- [Task objective] Where in the data does the word "StepError" appear? Find those lines and copy them.

- [Input material]
-- Opening Marker --

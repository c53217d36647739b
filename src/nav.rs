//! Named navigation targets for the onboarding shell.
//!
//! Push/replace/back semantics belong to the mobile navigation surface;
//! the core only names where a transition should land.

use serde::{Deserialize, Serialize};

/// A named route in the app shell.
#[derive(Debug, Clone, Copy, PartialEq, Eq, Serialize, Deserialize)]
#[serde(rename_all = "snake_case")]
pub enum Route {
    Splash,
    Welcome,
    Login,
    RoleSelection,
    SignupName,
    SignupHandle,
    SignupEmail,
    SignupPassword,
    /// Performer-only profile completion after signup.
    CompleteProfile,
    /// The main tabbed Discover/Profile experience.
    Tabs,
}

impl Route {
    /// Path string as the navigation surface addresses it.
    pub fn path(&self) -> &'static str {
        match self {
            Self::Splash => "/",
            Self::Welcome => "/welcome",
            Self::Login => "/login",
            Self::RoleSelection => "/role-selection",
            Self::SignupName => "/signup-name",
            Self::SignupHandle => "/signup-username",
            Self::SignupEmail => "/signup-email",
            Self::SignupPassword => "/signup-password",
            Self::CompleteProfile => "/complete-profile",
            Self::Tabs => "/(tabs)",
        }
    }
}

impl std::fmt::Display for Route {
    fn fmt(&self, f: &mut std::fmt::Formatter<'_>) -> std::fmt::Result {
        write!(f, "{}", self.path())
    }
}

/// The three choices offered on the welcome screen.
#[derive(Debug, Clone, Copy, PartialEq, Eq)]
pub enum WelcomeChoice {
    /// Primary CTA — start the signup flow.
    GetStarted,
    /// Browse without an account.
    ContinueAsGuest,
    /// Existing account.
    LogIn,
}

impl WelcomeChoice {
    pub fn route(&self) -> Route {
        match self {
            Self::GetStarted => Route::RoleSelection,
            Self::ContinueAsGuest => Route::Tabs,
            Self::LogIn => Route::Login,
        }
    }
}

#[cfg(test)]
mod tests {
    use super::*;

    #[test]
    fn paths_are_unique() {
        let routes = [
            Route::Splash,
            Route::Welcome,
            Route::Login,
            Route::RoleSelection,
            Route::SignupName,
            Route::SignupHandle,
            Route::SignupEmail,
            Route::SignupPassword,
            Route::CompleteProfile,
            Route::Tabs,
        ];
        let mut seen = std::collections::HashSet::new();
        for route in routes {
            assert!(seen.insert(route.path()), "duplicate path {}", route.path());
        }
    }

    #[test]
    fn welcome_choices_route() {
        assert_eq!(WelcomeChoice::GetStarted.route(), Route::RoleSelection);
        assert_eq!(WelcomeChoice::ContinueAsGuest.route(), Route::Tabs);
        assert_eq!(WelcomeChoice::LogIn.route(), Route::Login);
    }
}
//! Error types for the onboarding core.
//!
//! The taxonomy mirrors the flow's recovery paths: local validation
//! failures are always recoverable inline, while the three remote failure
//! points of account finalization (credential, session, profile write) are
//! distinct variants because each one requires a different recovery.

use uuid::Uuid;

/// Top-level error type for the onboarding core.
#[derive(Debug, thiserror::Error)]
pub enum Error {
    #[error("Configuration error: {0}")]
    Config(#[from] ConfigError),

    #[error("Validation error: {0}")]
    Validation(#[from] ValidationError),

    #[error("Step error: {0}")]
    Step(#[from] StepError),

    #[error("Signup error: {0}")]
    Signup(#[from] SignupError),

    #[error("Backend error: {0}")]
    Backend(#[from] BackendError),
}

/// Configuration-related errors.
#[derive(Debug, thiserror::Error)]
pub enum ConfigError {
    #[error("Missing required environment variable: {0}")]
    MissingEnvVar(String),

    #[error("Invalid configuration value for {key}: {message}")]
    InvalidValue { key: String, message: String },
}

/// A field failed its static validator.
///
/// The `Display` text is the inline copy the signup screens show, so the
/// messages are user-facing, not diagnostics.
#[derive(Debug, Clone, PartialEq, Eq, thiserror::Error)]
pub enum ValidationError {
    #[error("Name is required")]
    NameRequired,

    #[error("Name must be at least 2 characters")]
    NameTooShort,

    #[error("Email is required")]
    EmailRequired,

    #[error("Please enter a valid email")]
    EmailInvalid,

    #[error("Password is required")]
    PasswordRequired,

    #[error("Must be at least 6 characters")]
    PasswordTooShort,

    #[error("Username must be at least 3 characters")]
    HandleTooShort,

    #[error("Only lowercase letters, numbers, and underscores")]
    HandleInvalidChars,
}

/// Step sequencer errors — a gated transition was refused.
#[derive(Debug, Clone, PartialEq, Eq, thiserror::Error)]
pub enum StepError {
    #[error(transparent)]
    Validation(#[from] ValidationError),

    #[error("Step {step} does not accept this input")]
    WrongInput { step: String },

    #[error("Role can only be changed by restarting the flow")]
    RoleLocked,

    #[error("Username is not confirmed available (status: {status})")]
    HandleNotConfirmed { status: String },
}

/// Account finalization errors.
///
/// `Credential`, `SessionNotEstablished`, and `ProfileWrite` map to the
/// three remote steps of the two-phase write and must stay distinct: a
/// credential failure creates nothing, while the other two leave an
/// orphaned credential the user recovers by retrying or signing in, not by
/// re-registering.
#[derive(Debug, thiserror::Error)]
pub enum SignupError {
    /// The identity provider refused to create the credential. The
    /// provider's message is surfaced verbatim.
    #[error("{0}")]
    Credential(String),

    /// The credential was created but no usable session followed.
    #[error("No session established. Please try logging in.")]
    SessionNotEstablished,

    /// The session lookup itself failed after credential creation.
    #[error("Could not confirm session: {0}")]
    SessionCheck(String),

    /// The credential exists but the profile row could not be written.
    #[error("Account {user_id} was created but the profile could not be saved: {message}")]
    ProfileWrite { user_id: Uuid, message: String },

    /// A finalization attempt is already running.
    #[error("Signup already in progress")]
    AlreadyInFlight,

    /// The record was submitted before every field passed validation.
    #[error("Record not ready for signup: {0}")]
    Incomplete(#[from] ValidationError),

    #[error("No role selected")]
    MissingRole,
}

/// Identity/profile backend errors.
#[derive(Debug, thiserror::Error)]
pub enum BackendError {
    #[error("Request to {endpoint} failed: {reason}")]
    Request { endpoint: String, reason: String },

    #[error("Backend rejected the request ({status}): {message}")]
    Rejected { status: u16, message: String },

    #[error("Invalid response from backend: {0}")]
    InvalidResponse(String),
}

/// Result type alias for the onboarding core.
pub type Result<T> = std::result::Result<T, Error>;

-- Closing Marker --

- [Expected answer]
    Step(#[from] StepError),
pub enum StepError {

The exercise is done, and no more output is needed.